_Action item_
Report all lines of the records that contain "returned".

[Start of section]

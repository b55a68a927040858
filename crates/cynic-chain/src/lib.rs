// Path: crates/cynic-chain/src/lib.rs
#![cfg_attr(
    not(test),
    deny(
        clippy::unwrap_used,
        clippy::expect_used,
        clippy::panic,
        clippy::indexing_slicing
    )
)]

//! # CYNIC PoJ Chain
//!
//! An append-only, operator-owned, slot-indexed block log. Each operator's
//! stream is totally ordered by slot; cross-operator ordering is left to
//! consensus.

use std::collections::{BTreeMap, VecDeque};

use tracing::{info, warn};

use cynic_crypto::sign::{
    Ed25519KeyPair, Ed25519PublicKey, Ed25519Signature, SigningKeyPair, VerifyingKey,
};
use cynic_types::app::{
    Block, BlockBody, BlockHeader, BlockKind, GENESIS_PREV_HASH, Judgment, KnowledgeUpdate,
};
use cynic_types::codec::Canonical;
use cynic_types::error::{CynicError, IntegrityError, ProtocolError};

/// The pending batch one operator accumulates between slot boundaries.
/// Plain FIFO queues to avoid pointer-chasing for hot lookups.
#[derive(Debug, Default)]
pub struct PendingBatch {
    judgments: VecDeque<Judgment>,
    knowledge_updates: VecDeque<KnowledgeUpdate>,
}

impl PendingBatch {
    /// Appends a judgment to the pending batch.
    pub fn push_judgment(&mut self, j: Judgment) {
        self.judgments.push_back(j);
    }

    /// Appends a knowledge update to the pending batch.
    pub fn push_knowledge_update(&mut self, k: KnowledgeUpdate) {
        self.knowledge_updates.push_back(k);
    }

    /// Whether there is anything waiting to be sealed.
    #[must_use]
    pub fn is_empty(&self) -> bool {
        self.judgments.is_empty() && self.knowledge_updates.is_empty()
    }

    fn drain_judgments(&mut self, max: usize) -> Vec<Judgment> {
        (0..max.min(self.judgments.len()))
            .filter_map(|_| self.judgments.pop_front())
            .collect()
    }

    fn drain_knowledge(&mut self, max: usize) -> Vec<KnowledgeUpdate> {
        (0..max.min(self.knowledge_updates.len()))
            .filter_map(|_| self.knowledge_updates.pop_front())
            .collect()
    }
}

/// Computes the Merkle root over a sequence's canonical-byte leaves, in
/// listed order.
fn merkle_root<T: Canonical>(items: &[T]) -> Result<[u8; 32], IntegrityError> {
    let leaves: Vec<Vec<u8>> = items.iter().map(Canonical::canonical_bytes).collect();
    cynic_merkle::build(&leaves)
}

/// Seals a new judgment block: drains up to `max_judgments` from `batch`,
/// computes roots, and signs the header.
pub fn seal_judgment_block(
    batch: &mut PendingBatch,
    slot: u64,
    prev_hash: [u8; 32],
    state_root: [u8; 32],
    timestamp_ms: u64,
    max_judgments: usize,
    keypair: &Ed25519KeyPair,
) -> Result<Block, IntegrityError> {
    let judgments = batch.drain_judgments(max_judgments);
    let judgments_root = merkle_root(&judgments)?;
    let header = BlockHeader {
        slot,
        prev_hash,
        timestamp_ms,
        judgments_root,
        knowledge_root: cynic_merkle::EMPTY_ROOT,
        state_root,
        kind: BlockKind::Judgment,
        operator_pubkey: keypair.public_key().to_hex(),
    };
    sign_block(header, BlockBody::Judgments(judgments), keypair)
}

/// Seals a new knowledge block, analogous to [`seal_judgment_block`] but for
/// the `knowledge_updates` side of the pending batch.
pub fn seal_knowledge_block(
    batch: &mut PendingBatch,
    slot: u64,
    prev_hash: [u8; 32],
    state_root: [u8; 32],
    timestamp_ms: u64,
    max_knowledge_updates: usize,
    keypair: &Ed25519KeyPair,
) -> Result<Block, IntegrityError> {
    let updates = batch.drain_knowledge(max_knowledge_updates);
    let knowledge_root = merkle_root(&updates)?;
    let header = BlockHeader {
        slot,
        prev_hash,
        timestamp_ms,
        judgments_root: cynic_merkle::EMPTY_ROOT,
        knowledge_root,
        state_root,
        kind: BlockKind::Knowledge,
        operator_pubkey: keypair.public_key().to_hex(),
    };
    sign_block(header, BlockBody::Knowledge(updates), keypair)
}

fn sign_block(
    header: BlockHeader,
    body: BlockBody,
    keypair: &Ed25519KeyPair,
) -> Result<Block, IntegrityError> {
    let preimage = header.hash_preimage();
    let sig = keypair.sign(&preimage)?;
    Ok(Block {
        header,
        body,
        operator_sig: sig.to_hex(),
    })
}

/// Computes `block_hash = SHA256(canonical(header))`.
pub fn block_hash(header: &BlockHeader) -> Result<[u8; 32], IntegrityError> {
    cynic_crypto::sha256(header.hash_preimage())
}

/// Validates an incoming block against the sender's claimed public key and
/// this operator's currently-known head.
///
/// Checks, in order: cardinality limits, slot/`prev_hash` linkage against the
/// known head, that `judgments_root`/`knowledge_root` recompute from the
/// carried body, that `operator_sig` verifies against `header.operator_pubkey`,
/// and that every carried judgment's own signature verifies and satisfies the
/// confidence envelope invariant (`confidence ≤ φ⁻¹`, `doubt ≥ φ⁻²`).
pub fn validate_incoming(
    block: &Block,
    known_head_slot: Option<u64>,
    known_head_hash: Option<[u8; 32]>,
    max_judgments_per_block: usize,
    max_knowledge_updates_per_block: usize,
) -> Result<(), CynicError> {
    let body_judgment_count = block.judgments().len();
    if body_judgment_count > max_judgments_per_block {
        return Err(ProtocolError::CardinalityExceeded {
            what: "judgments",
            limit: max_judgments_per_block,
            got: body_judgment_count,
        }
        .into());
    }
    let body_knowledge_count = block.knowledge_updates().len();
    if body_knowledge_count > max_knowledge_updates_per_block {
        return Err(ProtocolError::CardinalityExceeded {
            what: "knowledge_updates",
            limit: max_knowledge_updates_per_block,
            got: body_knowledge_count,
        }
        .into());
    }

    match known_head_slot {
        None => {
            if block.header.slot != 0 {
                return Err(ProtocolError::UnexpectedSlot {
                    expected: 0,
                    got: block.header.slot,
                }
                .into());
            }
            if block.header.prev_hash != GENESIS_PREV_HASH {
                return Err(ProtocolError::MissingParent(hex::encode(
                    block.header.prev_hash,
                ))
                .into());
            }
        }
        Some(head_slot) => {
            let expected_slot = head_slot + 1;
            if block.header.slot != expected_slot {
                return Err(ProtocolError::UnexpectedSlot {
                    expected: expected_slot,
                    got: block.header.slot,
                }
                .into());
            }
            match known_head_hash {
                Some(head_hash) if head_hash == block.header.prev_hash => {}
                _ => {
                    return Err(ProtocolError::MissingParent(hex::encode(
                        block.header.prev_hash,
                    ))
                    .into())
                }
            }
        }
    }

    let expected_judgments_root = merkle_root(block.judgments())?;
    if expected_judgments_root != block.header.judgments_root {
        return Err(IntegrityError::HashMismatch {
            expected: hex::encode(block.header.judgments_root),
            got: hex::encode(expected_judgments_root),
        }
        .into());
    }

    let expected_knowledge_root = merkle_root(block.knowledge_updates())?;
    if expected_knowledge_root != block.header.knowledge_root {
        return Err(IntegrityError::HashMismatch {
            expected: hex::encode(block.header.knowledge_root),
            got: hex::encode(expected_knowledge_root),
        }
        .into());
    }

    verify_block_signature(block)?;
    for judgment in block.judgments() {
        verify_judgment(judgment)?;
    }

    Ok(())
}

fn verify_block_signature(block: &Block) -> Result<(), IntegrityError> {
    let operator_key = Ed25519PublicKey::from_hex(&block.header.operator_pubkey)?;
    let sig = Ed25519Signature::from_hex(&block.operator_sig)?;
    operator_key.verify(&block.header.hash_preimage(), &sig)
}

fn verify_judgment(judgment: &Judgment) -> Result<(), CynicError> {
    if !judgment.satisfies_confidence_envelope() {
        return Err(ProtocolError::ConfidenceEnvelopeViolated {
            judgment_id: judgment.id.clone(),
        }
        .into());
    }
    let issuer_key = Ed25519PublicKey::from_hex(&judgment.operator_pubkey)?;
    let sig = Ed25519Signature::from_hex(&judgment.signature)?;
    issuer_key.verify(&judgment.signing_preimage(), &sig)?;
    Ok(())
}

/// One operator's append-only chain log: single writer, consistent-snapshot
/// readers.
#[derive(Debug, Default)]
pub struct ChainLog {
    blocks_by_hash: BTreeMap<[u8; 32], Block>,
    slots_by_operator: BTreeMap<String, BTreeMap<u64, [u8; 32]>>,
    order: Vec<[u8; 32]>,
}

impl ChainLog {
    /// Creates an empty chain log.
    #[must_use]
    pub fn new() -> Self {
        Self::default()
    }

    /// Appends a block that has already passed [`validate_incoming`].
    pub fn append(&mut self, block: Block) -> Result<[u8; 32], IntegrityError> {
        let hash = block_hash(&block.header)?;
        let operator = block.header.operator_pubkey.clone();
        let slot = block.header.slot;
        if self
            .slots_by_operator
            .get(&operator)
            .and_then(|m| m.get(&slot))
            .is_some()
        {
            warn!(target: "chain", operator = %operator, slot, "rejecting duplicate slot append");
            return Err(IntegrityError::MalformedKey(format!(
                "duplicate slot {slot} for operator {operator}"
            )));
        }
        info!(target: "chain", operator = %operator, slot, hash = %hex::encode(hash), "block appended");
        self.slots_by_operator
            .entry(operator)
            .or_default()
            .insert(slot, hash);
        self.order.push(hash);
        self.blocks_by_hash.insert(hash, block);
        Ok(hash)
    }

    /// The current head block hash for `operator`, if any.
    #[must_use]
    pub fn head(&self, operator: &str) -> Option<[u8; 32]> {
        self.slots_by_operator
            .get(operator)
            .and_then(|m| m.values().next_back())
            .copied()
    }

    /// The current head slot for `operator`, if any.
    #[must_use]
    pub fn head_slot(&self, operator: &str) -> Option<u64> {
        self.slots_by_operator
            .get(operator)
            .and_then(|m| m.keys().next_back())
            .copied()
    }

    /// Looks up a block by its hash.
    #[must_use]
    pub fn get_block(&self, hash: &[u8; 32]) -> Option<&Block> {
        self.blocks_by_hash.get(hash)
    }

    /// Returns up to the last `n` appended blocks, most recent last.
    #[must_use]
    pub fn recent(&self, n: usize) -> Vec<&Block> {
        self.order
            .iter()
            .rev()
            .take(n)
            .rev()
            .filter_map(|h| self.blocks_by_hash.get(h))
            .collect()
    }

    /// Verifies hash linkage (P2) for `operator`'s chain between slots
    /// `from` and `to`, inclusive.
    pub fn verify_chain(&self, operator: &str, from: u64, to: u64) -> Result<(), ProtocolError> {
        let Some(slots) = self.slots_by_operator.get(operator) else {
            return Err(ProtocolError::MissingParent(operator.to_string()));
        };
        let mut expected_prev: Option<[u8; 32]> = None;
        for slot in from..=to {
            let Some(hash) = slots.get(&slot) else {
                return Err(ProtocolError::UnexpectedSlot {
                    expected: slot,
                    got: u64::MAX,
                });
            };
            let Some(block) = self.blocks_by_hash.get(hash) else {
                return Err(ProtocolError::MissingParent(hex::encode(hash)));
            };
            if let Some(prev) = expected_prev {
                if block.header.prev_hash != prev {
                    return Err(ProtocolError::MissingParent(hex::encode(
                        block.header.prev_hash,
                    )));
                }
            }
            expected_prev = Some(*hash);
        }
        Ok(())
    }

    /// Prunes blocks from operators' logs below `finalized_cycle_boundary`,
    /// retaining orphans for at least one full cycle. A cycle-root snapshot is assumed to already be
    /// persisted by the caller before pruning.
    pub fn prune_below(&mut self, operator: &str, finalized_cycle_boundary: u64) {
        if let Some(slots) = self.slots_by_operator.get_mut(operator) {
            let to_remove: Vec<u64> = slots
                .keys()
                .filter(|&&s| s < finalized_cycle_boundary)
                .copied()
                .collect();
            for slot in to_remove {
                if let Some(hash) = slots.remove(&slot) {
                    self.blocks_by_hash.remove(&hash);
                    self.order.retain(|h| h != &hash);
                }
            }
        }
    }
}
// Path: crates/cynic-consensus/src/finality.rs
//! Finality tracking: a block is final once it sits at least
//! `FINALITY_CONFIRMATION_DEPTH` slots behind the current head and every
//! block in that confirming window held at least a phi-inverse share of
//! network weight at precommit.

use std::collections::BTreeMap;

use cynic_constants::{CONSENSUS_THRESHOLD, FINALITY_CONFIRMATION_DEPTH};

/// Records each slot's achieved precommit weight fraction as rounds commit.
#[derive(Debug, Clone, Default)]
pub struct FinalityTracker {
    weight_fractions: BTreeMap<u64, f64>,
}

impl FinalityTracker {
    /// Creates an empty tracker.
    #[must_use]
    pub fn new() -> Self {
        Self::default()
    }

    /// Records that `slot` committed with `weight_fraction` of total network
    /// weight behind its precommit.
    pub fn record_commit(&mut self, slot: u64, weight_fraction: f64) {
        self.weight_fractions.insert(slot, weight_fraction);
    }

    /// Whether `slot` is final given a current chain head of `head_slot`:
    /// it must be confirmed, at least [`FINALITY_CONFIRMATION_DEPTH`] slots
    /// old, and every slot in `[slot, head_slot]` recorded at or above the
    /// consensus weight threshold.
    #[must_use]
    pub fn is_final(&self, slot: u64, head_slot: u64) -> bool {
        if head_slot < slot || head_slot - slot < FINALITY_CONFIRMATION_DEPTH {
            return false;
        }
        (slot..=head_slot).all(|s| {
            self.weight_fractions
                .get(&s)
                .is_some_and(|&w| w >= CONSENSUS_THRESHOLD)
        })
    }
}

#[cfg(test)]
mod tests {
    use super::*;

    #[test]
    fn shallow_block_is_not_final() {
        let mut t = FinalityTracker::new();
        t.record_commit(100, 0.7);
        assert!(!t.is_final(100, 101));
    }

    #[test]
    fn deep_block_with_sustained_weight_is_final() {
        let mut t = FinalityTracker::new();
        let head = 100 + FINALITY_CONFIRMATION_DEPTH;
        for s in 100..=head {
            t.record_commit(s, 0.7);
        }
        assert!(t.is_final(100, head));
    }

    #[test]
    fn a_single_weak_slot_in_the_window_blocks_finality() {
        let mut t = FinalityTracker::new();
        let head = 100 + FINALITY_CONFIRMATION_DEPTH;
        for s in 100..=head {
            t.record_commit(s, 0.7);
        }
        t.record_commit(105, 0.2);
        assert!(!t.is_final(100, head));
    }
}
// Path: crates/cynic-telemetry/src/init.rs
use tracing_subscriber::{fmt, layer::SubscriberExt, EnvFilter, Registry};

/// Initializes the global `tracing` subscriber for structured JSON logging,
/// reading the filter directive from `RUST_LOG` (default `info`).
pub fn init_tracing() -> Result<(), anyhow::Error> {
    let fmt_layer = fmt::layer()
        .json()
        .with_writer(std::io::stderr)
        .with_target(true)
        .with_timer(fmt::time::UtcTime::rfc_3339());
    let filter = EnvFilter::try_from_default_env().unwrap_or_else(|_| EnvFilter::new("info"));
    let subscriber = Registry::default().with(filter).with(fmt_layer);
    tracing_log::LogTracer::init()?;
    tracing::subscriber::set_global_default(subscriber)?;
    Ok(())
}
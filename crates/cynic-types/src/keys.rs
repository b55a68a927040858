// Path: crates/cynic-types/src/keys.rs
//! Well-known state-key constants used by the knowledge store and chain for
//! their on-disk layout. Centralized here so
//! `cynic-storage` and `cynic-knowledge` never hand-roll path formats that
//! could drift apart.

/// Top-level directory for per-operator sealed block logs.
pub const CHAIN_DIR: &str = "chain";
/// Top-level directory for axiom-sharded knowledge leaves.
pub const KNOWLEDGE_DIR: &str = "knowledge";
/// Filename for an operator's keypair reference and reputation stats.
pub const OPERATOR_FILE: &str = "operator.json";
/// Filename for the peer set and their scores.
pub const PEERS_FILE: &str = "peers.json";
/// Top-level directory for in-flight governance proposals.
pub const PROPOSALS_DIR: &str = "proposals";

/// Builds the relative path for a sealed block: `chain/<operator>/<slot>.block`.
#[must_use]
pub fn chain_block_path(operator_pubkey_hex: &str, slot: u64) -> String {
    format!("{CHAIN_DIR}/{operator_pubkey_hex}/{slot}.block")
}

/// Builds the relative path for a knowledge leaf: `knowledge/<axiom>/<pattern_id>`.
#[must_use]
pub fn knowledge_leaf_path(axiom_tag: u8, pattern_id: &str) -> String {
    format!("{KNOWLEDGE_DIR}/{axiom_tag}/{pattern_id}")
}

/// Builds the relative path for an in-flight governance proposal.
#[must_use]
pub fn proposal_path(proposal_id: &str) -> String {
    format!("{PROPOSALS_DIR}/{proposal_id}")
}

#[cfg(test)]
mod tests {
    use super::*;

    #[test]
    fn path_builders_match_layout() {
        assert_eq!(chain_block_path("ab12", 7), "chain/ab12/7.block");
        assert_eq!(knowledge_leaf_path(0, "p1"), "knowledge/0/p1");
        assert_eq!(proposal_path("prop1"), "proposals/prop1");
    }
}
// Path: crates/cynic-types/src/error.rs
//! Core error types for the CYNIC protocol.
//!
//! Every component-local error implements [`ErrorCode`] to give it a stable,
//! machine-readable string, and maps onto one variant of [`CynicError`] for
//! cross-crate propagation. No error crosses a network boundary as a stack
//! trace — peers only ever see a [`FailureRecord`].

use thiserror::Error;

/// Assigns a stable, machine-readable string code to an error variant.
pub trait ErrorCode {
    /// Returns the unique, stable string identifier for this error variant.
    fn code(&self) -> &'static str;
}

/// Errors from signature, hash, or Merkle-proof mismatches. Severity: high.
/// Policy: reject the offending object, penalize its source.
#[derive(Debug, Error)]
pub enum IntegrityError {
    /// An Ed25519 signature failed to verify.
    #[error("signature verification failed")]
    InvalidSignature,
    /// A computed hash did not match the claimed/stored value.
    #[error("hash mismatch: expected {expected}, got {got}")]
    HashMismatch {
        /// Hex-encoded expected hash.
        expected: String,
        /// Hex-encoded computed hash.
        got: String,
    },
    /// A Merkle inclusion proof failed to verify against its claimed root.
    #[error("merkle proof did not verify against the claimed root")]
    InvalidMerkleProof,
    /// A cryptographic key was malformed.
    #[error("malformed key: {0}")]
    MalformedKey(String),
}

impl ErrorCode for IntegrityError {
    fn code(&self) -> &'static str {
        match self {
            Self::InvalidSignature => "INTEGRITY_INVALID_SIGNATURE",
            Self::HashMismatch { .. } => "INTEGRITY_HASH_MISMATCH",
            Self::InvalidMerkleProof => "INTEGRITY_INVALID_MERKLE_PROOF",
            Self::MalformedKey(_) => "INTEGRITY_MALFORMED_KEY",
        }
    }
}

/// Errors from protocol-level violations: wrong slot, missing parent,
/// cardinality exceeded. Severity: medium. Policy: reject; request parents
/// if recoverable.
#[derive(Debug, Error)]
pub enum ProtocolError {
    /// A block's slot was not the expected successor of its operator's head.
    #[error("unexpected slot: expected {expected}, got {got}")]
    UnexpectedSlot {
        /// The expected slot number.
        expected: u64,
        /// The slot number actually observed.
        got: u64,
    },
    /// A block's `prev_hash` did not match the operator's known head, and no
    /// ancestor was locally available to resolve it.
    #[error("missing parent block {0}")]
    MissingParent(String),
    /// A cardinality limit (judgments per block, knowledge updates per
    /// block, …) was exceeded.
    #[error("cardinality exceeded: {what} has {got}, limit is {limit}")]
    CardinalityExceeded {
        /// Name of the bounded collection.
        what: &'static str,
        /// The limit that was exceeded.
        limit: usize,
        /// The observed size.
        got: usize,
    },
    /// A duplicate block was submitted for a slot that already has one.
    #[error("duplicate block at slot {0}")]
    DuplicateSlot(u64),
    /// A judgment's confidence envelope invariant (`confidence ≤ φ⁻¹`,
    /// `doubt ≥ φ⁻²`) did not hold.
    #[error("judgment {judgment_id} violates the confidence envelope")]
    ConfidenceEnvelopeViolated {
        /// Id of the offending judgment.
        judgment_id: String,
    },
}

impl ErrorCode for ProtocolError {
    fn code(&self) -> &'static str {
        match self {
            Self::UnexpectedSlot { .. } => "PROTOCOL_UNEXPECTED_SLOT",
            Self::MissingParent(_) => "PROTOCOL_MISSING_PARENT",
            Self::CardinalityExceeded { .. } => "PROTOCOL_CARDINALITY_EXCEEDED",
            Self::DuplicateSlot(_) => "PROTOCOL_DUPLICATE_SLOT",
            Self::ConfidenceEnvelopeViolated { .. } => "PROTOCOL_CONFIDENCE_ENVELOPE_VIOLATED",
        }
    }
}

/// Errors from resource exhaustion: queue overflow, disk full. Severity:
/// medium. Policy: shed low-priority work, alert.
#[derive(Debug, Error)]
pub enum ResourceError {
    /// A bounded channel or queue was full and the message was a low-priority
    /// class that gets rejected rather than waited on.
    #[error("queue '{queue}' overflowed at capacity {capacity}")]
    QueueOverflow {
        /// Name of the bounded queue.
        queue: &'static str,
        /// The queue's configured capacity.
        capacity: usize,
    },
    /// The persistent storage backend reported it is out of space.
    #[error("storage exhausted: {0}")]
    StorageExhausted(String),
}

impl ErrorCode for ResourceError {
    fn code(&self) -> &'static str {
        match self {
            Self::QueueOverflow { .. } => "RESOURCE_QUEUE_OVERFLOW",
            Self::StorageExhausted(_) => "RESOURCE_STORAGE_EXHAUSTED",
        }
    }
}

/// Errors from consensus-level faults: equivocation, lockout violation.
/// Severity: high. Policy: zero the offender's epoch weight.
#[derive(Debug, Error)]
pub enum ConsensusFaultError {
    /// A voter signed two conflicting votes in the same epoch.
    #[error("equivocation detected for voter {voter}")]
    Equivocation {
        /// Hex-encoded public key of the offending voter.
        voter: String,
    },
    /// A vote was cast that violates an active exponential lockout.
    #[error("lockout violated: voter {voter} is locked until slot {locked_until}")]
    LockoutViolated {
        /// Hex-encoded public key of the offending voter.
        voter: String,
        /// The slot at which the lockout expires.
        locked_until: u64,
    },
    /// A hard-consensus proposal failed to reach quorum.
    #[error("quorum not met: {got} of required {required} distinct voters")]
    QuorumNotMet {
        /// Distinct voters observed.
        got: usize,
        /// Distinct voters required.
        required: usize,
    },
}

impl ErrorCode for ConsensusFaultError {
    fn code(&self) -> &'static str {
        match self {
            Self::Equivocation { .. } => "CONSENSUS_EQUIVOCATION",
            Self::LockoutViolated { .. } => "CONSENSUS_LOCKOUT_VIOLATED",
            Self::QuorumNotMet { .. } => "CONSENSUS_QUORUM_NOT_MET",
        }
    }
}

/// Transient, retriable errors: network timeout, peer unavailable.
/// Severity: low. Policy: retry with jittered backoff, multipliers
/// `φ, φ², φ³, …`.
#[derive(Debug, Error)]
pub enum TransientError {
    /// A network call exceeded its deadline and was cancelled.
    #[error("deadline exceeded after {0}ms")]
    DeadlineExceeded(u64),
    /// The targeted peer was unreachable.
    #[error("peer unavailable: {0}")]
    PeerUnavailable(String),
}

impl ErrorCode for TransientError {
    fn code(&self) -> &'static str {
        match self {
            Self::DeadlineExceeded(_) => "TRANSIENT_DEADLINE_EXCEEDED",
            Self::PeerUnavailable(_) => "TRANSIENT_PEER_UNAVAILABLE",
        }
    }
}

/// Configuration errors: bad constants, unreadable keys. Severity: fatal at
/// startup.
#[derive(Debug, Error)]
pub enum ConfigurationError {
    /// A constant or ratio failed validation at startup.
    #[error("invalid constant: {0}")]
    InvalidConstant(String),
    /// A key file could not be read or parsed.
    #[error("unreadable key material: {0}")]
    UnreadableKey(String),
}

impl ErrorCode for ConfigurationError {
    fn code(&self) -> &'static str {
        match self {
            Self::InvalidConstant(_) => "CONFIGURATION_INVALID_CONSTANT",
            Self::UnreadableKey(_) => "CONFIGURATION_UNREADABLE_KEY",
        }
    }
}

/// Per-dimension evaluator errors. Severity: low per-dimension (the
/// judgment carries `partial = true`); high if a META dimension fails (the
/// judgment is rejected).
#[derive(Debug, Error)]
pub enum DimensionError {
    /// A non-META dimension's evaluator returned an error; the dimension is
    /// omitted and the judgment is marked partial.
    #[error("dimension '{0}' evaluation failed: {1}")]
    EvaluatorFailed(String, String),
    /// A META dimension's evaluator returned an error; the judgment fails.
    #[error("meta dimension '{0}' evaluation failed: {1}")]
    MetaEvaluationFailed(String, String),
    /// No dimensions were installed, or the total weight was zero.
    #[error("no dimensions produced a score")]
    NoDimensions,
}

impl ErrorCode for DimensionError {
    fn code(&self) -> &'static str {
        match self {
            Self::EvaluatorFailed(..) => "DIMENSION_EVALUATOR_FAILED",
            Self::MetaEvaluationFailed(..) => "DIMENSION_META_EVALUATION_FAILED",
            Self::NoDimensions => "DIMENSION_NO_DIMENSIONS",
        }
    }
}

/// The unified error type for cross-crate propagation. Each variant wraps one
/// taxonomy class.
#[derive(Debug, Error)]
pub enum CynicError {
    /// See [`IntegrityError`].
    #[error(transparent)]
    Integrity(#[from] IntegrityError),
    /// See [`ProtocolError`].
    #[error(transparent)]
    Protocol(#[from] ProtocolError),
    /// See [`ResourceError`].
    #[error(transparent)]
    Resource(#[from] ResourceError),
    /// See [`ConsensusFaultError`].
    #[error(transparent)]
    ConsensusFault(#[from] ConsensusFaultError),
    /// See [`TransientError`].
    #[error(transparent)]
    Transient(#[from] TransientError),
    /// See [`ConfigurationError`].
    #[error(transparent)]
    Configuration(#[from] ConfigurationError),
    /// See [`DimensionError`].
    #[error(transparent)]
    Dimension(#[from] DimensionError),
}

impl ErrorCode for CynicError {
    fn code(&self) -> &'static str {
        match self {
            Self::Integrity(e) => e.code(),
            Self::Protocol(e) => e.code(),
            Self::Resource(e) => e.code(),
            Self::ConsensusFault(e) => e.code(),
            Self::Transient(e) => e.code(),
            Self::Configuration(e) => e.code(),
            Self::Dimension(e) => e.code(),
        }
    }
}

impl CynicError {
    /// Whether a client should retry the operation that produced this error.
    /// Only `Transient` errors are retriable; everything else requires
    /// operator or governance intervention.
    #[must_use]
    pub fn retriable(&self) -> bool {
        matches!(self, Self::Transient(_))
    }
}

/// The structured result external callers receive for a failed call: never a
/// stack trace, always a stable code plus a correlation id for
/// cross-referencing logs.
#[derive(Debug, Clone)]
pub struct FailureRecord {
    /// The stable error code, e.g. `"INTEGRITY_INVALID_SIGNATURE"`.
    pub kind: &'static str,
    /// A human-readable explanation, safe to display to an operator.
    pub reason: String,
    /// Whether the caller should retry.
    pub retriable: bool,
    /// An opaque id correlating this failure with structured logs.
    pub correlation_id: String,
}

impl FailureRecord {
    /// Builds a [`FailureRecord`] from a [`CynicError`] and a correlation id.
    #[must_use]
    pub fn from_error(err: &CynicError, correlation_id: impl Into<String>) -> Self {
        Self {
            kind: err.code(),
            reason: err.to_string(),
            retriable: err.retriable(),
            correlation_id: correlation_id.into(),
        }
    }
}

[End of section]

_Exercise response_
    /// A non-META dimension's evaluator returned an error; the dimension is
    /// A META dimension's evaluator returned an error; the judgment fails.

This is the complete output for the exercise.